Die Schneidermeisterin weiß, was arbeiten bedeutet. Der Mutter gehorchend, wurde sie nicht Chemikerin und auch nicht Technische Zeichnerin. «Für meine Mutter waren das reine Männerberufe.» Sie besuchte viel mehr die damals so bezeichnete «Modeschule für Damenkleidermacher» in der Herbststraße. Nach dem Abschluss hat sie bis zum Tod des bekannten Wiener Modedesigners Fred Adlmüller elegante Abendkleider genäht, insgesamt sechs Jahre lang. Ihre Aufgabe: «Haute Couture für Modeschauen und betuchte Kundschaft. Wir haben ja fast alles mit der Hand genäht. Deshalb hat so ein Kleid damals auch gut 100.000 Schilling gekostet.»

Immer unerreichbar für eine begabte und fleißige Schneidermeisterin, denn ihr Gehalt war auch in den Boutiquen, in denen sie später genäht hat, alles andere als exklusiv.

Der frühe Tod ihres Mannes, ihr unverschuldeter schwerer Autounfall sowie unfassbare Misswirtschaft bei einem stadtbekannten, von der Gemeinde geförderten Sozialbetrieb, bei dem sie mit psychisch Kranken genäht hat: Mehrfach hat sie den Saum der Gesellschaft hautnah erlebt. Doch die Krisenerprobte, die für ehrlichen Respekt mehr übrig hat als für geheuchelte politische Korrektheit, kam jedes Mal zurück in die Erfolgsspur.

Seit bald zwei Jahren stellt sich die Mutter von zwei erwachsenen Söhnen Tag für Tag der Aufgabe, anderen Frauen zu helfen. Vorrangiges Ziel ist deren Tuchfühlung mit einem gut integrierten, von anderen respektierten Leben.

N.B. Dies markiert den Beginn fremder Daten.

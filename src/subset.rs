//! Publish/subscribe subset tagging.
//!
//! Each node carries a static [`Subsets`] mask naming the publish groups it belongs to. The
//! context holds the currently subscribed mask and one global update hook. Deciding when to
//! publish is left to the publisher; this module only classifies nodes and fires the hook.

use bitflags::bitflags;

use crate::{Context, DataNode, UpdateCallback};

bitflags! {
    /// Publish groups a node belongs to.
    ///
    /// The meaning of each bit is defined by the embedding application, for example:
    ///
    /// ```
    /// use thingset_core::Subsets;
    ///
    /// const REPORT: Subsets = Subsets::from_bits_retain(1 << 0);
    /// const CAN: Subsets = Subsets::from_bits_retain(1 << 1);
    ///
    /// assert!((REPORT | CAN).intersects(CAN));
    /// ```
    #[derive(Debug, Clone, Copy, PartialEq, Eq, Hash)]
    #[cfg_attr(feature = "serde", derive(serde::Serialize))]
    pub struct Subsets: u16 {
        const _ = !0;
    }
}

impl<'a> Context<'a> {
    /// Register the update hook and the subsets it listens to.
    ///
    /// Replaces any earlier registration. Pass `None` to unregister.
    pub fn set_update_callback(&mut self, subsets: Subsets, callback: Option<UpdateCallback>) {
        self.subscribed = subsets;
        self.on_update = callback;
    }

    /// The subsets the update hook listens to.
    #[inline]
    #[must_use]
    pub const fn subscribed_subsets(&self) -> Subsets {
        self.subscribed
    }

    /// Fire the update hook for a node that was just written.
    ///
    /// The hook runs iff one is registered and the node's subsets intersect the subscribed
    /// set. Returns whether it ran.
    pub fn notify_update(&self, node: &DataNode<'_>) -> bool {
        match self.on_update {
            Some(cb) if node.subsets().intersects(self.subscribed) => {
                cb();
                true
            }
            _ => false,
        }
    }

    /// Iterate the nodes tagged with any of `subsets`, in declaration order.
    pub fn subset_nodes(&self, subsets: Subsets) -> impl Iterator<Item = &'a DataNode<'a>> + 'a {
        self.nodes
            .iter()
            .filter(move |node| node.subsets().intersects(subsets))
    }
}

Sie ist damit ausreichend beschäftigt: Öfters hakt es bei den Nachbarinnen nicht an der Nähmaschine, sondern in ihren Familien. Es ist dort nicht selbstverständlich, dass die Frau außer Haus beschäftigt ist, während ihr Mann ohne Arbeit zu Hause sitzt. Eine Teilnehmerin erzählt, dass sie lange darum gekämpft hat, arbeiten gehen zu dürfen. «Mein Mann war am Anfang so eifersüchtig, dass er mich ständig angerufen hat.» Das hat sich in der Zwischenzeit gelegt. Sie sei nun stolz, ihr eigenes Geld zu verdienen.

Silvia Aschauer weist hier auf einen wunden Punkt hin, über den lange hinweg gesehen wurde. Die Leiterin der Nähwerkstatt sagt selbstbewusst: «Wer bei uns bleiben möchte, der soll nicht nur die selben Rechte haben wie wir, der muss auch die Pflichten akzeptieren, die für alle gelten.»

Sie will aber auch die hiesige Politik nicht aus ihrer Pflicht entlassen: «Sehen Sie doch nur, wir zeigen hier im Kleinen, wie Integration gut funktioniert. Es wäre daher längst an der Zeit, dass solche zivilgesellschaftlichen Initiativen im größeren Rahmen von der öffentlichen Hand gefördert werden.»

Mittags bald. Das Tagwerk der Nachbarinnen nimmt an allen Nähbänken konkrete Formen an. Zwei Frauen gehen jetzt einkaufen. Es wird dann gemeinsam gekocht und gegessen. Und die Leiterin der Nähwerkstatt sagt erneut anerkennend: «Sie kochen besser.»